I walked closer to that area behind the annex on the way to the Russel House and suddenly I was that young mind who still thought that being a theater major was a good idea, still dillusioned by the idea that the stage was the greatest place in the world, skipping to my acting class and thinking oh-so-creative thoughts about my next design project. I was happy again.

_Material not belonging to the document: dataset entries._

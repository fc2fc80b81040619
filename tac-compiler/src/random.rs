//! Random algebraic expressions, used to exercise the compiler.
//!
//! Expressions are written the way a user would type them, with implicit multiplication and
//! superscripts, so they go through every normalization rule.

use rand::{seq::SliceRandom, Rng};

/// The variables that generated expressions are built from.
const VARIABLES: [&str; 5] = ["x", "y", "z", "a", "b"];

/// Returns a random coefficient between 1 and 9.
fn coefficient(rng: &mut impl Rng) -> u32 {
    rng.gen_range(1..=9)
}

/// Returns a random variable from [`VARIABLES`].
fn variable(rng: &mut impl Rng) -> &'static str {
    VARIABLES.choose(rng).copied().unwrap_or("x")
}

/// Returns two different random variables.
fn two_variables(rng: &mut impl Rng) -> (&'static str, &'static str) {
    let mut chosen = VARIABLES.choose_multiple(rng, 2).copied();
    match (chosen.next(), chosen.next()) {
        (Some(first), Some(second)) => (first, second),
        _ => ("x", "y"),
    }
}

/// Generates a random expression using the thread-local random number generator.
pub fn generate_random_expression() -> String {
    generate_random_expression_with(&mut rand::thread_rng())
}

/// Generates a random expression using the given random number generator.
///
/// The expression is one of: a linear expression (`3x + 5`), a quadratic (`x² + 4x + 2`), a
/// linear expression in two variables (`2x + 7y - 1`), a product of two binomials
/// (`(2x + 1)(3x - 4)`), or a sum of two fractions (`(x + 1)/2 + (3x - 2)/5`).
pub fn generate_random_expression_with(rng: &mut impl Rng) -> String {
    let expr = match rng.gen_range(0..5) {
        0 => {
            let v = variable(rng);
            format!("{}{} + {}", coefficient(rng), v, coefficient(rng))
        },
        1 => {
            let v = variable(rng);
            let (b, c) = (coefficient(rng), coefficient(rng));
            if rng.gen_bool(0.5) {
                format!("{v}² + {b}{v} + {c}")
            } else {
                format!("{}{v}^2 - {b}{v} + {c}", coefficient(rng))
            }
        },
        2 => {
            let (v, w) = two_variables(rng);
            format!("{}{v} + {}{w} - {}", coefficient(rng), coefficient(rng), coefficient(rng))
        },
        3 => {
            let v = variable(rng);
            let (a, b, c, d) = (coefficient(rng), coefficient(rng), coefficient(rng), coefficient(rng));
            format!("({a}{v} + {b})({c}{v} - {d})")
        },
        _ => {
            let v = variable(rng);
            let (a, b, c) = (coefficient(rng), coefficient(rng), coefficient(rng));
            let (d, e, f) = (coefficient(rng), coefficient(rng), coefficient(rng));
            format!("({a}{v} + {b})/{c} + ({d}{v} - {e})/{f}")
        },
    };

    tracing::debug!(%expr, "generated random expression");
    expr
}

#[cfg(test)]
mod tests {
    use crate::compile::{compile, CompileResult};
    use proptest::prelude::*;
    use rand::{rngs::StdRng, SeedableRng};
    use super::*;

    #[test]
    fn seeded_generation_is_deterministic() {
        let first = generate_random_expression_with(&mut StdRng::seed_from_u64(42));
        let second = generate_random_expression_with(&mut StdRng::seed_from_u64(42));
        assert_eq!(first, second);
    }

    #[test]
    fn uses_known_variables() {
        let mut rng = StdRng::seed_from_u64(7);
        for _ in 0..50 {
            let expr = generate_random_expression_with(&mut rng);
            assert!(expr.chars().filter(char::is_ascii_alphabetic).all(|c| VARIABLES.contains(&c.to_string().as_str())));
        }
    }

    #[test]
    fn thread_rng_generation_compiles() {
        let expr = generate_random_expression();
        assert!(compile(&expr).is_success(), "{expr}");
    }

    proptest! {
        #[test]
        fn generated_expressions_compile(seed in any::<u64>()) {
            let expr = generate_random_expression_with(&mut StdRng::seed_from_u64(seed));
            let result = compile(&expr);
            let CompileResult::Success { final_result, .. } = &result else {
                panic!("{expr} failed to compile: {result:?}");
            };
            prop_assert_eq!(*final_result, None);
        }
    }
}
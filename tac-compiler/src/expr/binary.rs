use tac_parser::parser::ast::binary::Binary;
use crate::{Compile, Compiler, InstructionKind, Operand};

impl Compile for Binary {
    fn compile(&self, compiler: &mut Compiler) -> Operand {
        let lhs = self.lhs.compile(compiler);
        let rhs = self.rhs.compile(compiler);

        // both operands of a binary instruction are always places
        let lhs = compiler.materialize(lhs, self.lhs.span());
        let rhs = compiler.materialize(rhs, self.rhs.span());

        let dest = compiler.next_temp();
        compiler.add_instr(InstructionKind::Binary {
            dest: dest.clone(),
            op: self.op.kind,
            lhs,
            rhs,
        }, self.span());
        dest.into()
    }
}
use crate::value::Number;
use std::{fmt, ops::Range};
use tac_parser::parser::token::op::{BinOpKind, UnaryOpKind};

/// A location that an instruction can write to.
///
/// Temporaries and user variables are kept apart, so a user variable named `t0` never aliases
/// the temporary `t0`, even though both print the same way.
#[derive(Debug, Clone, PartialEq, Eq, Hash)]
pub enum Place {
    /// A temporary created by the compiler, printed as `t<N>`.
    Temp(usize),

    /// A variable named in the source code.
    Var(String),
}

impl Place {
    /// Returns true if this is a compiler temporary.
    pub fn is_temp(&self) -> bool {
        matches!(self, Place::Temp(_))
    }
}

impl fmt::Display for Place {
    fn fmt(&self, f: &mut fmt::Formatter) -> fmt::Result {
        match self {
            Place::Temp(n) => write!(f, "t{}", n),
            Place::Var(name) => write!(f, "{}", name),
        }
    }
}

/// A value read by an instruction.
#[derive(Debug, Clone, PartialEq)]
pub enum Operand {
    /// The value stored in a place.
    Place(Place),

    /// A literal constant.
    Const(Number),
}

impl Operand {
    /// Returns the constant value of this operand, if it is one.
    pub fn as_const(&self) -> Option<Number> {
        match self {
            Operand::Const(n) => Some(*n),
            Operand::Place(_) => None,
        }
    }
}

impl From<Place> for Operand {
    fn from(place: Place) -> Self {
        Operand::Place(place)
    }
}

impl From<Number> for Operand {
    fn from(n: Number) -> Self {
        Operand::Const(n)
    }
}

impl fmt::Display for Operand {
    fn fmt(&self, f: &mut fmt::Formatter) -> fmt::Result {
        match self {
            Operand::Place(place) => place.fmt(f),
            Operand::Const(n) => n.fmt(f),
        }
    }
}

/// The operation performed by an [`Instruction`].
#[derive(Debug, Clone, PartialEq)]
pub enum InstructionKind {
    /// `dest = src`
    Copy {
        dest: Place,
        src: Operand,
    },

    /// `dest = op operand`
    Unary {
        dest: Place,
        op: UnaryOpKind,
        operand: Operand,
    },

    /// `dest = lhs op rhs`
    Binary {
        dest: Place,
        op: BinOpKind,
        lhs: Operand,
        rhs: Operand,
    },
}

/// A single three-address instruction: at most one operator, and a single destination.
#[derive(Debug, Clone, PartialEq)]
pub struct Instruction {
    /// The kind of instruction.
    pub kind: InstructionKind,

    /// The region of the canonical source code that this instruction was generated from.
    pub span: Range<usize>,
}

impl Instruction {
    /// Creates a new instruction with the given span.
    pub fn new(kind: InstructionKind, span: Range<usize>) -> Self {
        Self { kind, span }
    }

    /// Returns the place this instruction writes to.
    pub fn dest(&self) -> &Place {
        match &self.kind {
            InstructionKind::Copy { dest, .. }
                | InstructionKind::Unary { dest, .. }
                | InstructionKind::Binary { dest, .. } => dest,
        }
    }

    /// Returns the operands this instruction reads, in order.
    pub fn operands(&self) -> Vec<&Operand> {
        match &self.kind {
            InstructionKind::Copy { src, .. } => vec![src],
            InstructionKind::Unary { operand, .. } => vec![operand],
            InstructionKind::Binary { lhs, rhs, .. } => vec![lhs, rhs],
        }
    }

    /// Returns mutable references to the operands this instruction reads, in order.
    pub fn operands_mut(&mut self) -> Vec<&mut Operand> {
        match &mut self.kind {
            InstructionKind::Copy { src, .. } => vec![src],
            InstructionKind::Unary { operand, .. } => vec![operand],
            InstructionKind::Binary { lhs, rhs, .. } => vec![lhs, rhs],
        }
    }
}

impl fmt::Display for Instruction {
    fn fmt(&self, f: &mut fmt::Formatter) -> fmt::Result {
        match &self.kind {
            InstructionKind::Copy { dest, src } => write!(f, "{} = {}", dest, src),
            InstructionKind::Unary { dest, op, operand } => write!(f, "{} = {}{}", dest, op, operand),
            InstructionKind::Binary { dest, op, lhs, rhs } => write!(f, "{} = {} {} {}", dest, lhs, op, rhs),
        }
    }
}

#[cfg(test)]
mod tests {
    use pretty_assertions::assert_eq;
    use super::*;

    #[test]
    fn display() {
        let copy = Instruction::new(InstructionKind::Copy {
            dest: Place::Temp(0),
            src: Number::Int(3).into(),
        }, 0..1);
        let neg = Instruction::new(InstructionKind::Unary {
            dest: Place::Temp(1),
            op: UnaryOpKind::Neg,
            operand: Place::Var("y".to_string()).into(),
        }, 0..2);
        let add = Instruction::new(InstructionKind::Binary {
            dest: Place::Var("x".to_string()),
            op: BinOpKind::Add,
            lhs: Place::Temp(0).into(),
            rhs: Number::Float(0.5).into(),
        }, 0..5);

        assert_eq!(copy.to_string(), "t0 = 3");
        assert_eq!(neg.to_string(), "t1 = -y");
        assert_eq!(add.to_string(), "x = t0 + 0.5");
    }

    #[test]
    fn temps_and_vars_are_distinct() {
        assert_eq!(Place::Temp(0).to_string(), Place::Var("t0".to_string()).to_string());
        assert!(Place::Temp(0) != Place::Var("t0".to_string()));
    }
}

But maybe that is far too dramatic. Maybe I am happy now. No, I am happy now. There is no "maybe" about it. It's just different. I walked past the annex and past the reflecting pool and into Preston. It started to come back to me then. I was a senior again. I was about to graduate in May. I was simply a psychology major handling the incredible amount of work that is required in trying to get a research degree. I was stressed again, but stressed about the things that I love. I wasn't a pre-med or a theater major anymore. I was back in that frame of mind that told me, and rightly so, that the only reason I loved theater so much is because I was caught up in the moment, and that the reality is that I can't stand theater people (with a few exceptions, of course) and a theater degree will just have me end up teaching other starry-eyed kids how to act in the future. I was out of that hurried mode. I was in that sort of meandering mode that always feels like you're in a hurry, but really you're just very sick of everything. I was back to envying my high school comrades for their easy life, and feeling lucky that I didn't have to deal with the bullshit of high school anymore.

It might sound like a depressing mood, but I'm more happy now then I ever was then.